Quand de « vrais » journalistes font correctement leur métier, ils ne s’arrêtent cependant pas là. Il était logique que quelques-uns, plus investigateurs, ne se contentent pas de belles histoires, même belges, et d’une interview des deux acheteurs. De manière somme toute basique pour un journaliste qui se respecte, il convenait aussi de se poser des questions. Les bonnes questions. Et aussi d’en savoir un peu plus sur Mark Kitchenbrand et Samuel Mbiza, les associés désormais propriétaires de Golden Prince et de quelques femelles issues de la même lignée.

LE PANZER KITCHENBRAND

Il n’aura pas fallu longtemps à ces journalistes pour soulever un premier voile. Après tout, celui-là était facile à lever puisque Mark Kitchenbrand est un colombophile connu et reconnu dans son pays. Son ambition y est aussi légendaire que la valeur de son loft, estimé à plusieurs millions de dollars tant il regorge de champions. Kitchenbrand truste les premières places depuis plusieurs années à la célèbre Sun City Million Dollar Pigeon Race. Et en 2011, il y signe un succès retentissant, raflant la première place finale en plus de victoires partielles qui lui rapportent quelques milliers de dollars et une voiture de luxe.

Le Team Kitchenbrand domine nettement la colombophilie sud-africaine avec des lignées prestigieuses issues de grands champions allemands, hollandais et belges. Et l’homme veut désormais le reste du monde. En 2012, un an après la couronne sud-africaine, il a décoiffé la concurrence allemande en remportant le premier prix sur deux Nationaux. Il était alors en partenariat avec les célèbres Südhoff-Van Beers. Depuis, ces derniers sont devenus des actionnaires du Kitchenbrand’s Loft !

« Conquérir l’Europe et même plus », a-t-il déclaré dans une interview lors de son retour au pays. « On pourrait rêver d’un exploit authentique.
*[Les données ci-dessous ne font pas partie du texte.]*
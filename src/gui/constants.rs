//! GUI-specific constants for layout, state colors and intervals

use egui;

/// Board window bounds
pub const WINDOW_MIN_WIDTH: f32 = 640.0;
pub const WINDOW_MIN_HEIGHT: f32 = 400.0;

/// Layout spacing
pub const PADDING: f32 = 8.0;
pub const SECTION_SPACING: f32 = 15.0;
pub const ITEM_SPACING: f32 = 8.0;
pub const ELEMENT_PANEL_WIDTH: f32 = 280.0;

/// Check state colors
pub const STATE_OK: egui::Color32 = egui::Color32::from_rgb(14, 225, 106);
pub const STATE_WARNING: egui::Color32 = egui::Color32::from_rgb(255, 144, 0);
pub const STATE_CRITICAL: egui::Color32 = egui::Color32::from_rgb(255, 0, 25);
pub const STATE_UNKNOWN: egui::Color32 = egui::Color32::from_rgb(151, 14, 225);
pub const STATE_PENDING: egui::Color32 = egui::Color32::from_rgb(110, 110, 110);
pub const STATIC_FILL: egui::Color32 = egui::Color32::from_rgb(48, 56, 70);

pub const CANVAS_BACKGROUND: egui::Color32 = egui::Color32::from_rgb(20, 22, 28);
pub const LABEL_COLOR: egui::Color32 = egui::Color32::WHITE;
pub const SELECTION_COLOR: egui::Color32 = egui::Color32::from_rgb(80, 160, 255);

/// Status line colors
pub const STATUS_OK: egui::Color32 = egui::Color32::from_rgb(0, 200, 0);
pub const STATUS_ERROR: egui::Color32 = egui::Color32::from_rgb(200, 0, 0);

/// Grabbers drawn on the selected widget
pub const GRABBER_RADIUS: f32 = 7.0;

pub const LABEL_FONT_SIZE: f32 = 14.0;

/// How long a fetch failure stays on screen
pub const FAILURE_FLASH_SECS: u64 = 5;

/// Repaint cadence so poll results show up without input
pub const REPAINT_INTERVAL_MS: u64 = 250;
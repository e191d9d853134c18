//! Injected time source.
//!
//! The scheduler and the betting-window gate both read "now" through this
//! trait so tests can pin or advance time without touching the tokio runtime.

use chrono::{DateTime, Duration, Utc};
use std::sync::RwLock;

pub trait Clock: Send + Sync {
    fn now(&self) -> DateTime<Utc>;
}

/// Wall-clock time.
#[derive(Debug, Default, Clone, Copy)]
pub struct SystemClock;

impl Clock for SystemClock {
    fn now(&self) -> DateTime<Utc> {
        Utc::now()
    }
}

/// Hand-driven clock for deterministic tests.
#[derive(Debug)]
pub struct ManualClock {
    now: RwLock<DateTime<Utc>>,
}

impl ManualClock {
    pub fn new(start: DateTime<Utc>) -> Self {
        Self {
            now: RwLock::new(start),
        }
    }

    pub fn set(&self, to: DateTime<Utc>) {
        if let Ok(mut now) = self.now.write() {
            *now = to;
        }
    }

    pub fn advance(&self, by: Duration) {
        if let Ok(mut now) = self.now.write() {
            *now += by;
        }
    }
}

impl Clock for ManualClock {
    fn now(&self) -> DateTime<Utc> {
        self.now.read().map(|now| *now).unwrap_or_else(|_| Utc::now())
    }
}
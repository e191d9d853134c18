//! Error types for the wagering engine.
//!
//! Placement-path problems are data, not errors: they become a
//! [`RejectReason`] inside the placement outcome and are never thrown past
//! the service boundary. Only infrastructure faults and broken multi-step
//! updates propagate as [`EngineError`].

use serde::Serialize;
use std::fmt;
use thiserror::Error;
use uuid::Uuid;

/// Why a wager placement was turned down.
#[derive(Debug, Clone, Copy, PartialEq, Eq, Serialize)]
#[serde(rename_all = "snake_case")]
pub enum RejectReason {
    /// Amount was zero or not representable as a signed delta.
    InvalidAmount,
    /// No account exists for the supplied user id.
    UnknownAccount,
    /// Amount exceeds the account balance.
    InsufficientFunds,
    /// No round has been opened yet.
    NoActiveRound,
    /// The betting window for the current round has elapsed.
    WindowClosed,
    /// The user already holds a wager in the current round.
    DuplicateWager,
}

impl RejectReason {
    /// Whether retrying the same request later can succeed.
    ///
    /// A closed window or missing round is transient (the next round opens
    /// shortly); the rest will fail again unless the caller changes something.
    pub fn retryable(&self) -> bool {
        matches!(self, RejectReason::NoActiveRound | RejectReason::WindowClosed)
    }

    pub fn message(&self) -> &'static str {
        match self {
            RejectReason::InvalidAmount => "Wager amount must be a positive integer",
            RejectReason::UnknownAccount => "Account not found",
            RejectReason::InsufficientFunds => "Insufficient balance",
            RejectReason::NoActiveRound => "No active round found",
            RejectReason::WindowClosed => "Sorry, the betting window closed",
            RejectReason::DuplicateWager => "A wager was already placed for this round",
        }
    }
}

impl fmt::Display for RejectReason {
    fn fmt(&self, f: &mut fmt::Formatter<'_>) -> fmt::Result {
        write!(f, "{}", self.message())
    }
}

/// Store-layer failures.
///
/// The domain-meaningful variants are matched on by the ledger and settlement
/// paths; `Unavailable` is the catch-all for a backend that cannot serve the
/// request at all.
#[derive(Debug, Error)]
pub enum StoreError {
    #[error("round {0} not found")]
    RoundNotFound(Uuid),

    #[error("account {0} not found")]
    AccountNotFound(Uuid),

    #[error("wager {0} not found")]
    WagerNotFound(Uuid),

    #[error("round {0} is already closed")]
    RoundAlreadyClosed(Uuid),

    #[error("user {user_id} already has a wager in round {round_id}")]
    DuplicateWager { user_id: Uuid, round_id: Uuid },

    #[error("insufficient funds: balance {balance}, requested {requested}")]
    InsufficientFunds { balance: u64, requested: u64 },

    #[error("store unavailable: {0}")]
    Unavailable(String),
}

/// Faults that escape the engine.
#[derive(Debug, Error)]
pub enum EngineError {
    #[error("storage error: {0}")]
    Store(#[from] StoreError),

    /// The wager was inserted but the balance debit failed for a reason other
    /// than the floor check. A compensating delete has been attempted; the
    /// caller must treat the placement as failed.
    #[error("wager {wager_id} recorded but debit failed: {source}")]
    Consistency {
        wager_id: Uuid,
        #[source]
        source: StoreError,
    },
}

pub type EngineResult<T> = Result<T, EngineError>;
L’objectif est maintenant de jouer et de gagner aux Pays-Bas et sans doute un jour en Belgique. Seuls des super cracks peuvent s’imposer dans ces pays. C’est là que les concours sont les plus relevés. On a déjà démontré que nous savions élever des super pigeons. Il faut aller les confronter aux meilleurs. Ensuite, avouons que gagner aussi une course renommée sur le continent asiatique serait fantastique. Rien n’est impossible et il faut toujours voir plus haut si on veut progresser. »

Voilà qui suffit à comprendre qui est Mark Kitchenbrand. Un homme qui, avec son père et deux de ses frères, a bâti un empire familial en colombophilie. On les appelle le « Club 500 » puisqu’ils ont conquis, à eux quatre, plus de 500 victoires en concours dans leur pays. Un chiffre largement dépassé maintenant. Quand on sait que le bonhomme a créé son propre loft en 2003, ça laisse pantois. Il est le descendant d’une longue lignée de colombophiles patentés, la plus ancienne famille en activité dans la colombophilie sud-africaine où l’un de ses aïeuls avait pris une licence en 1907.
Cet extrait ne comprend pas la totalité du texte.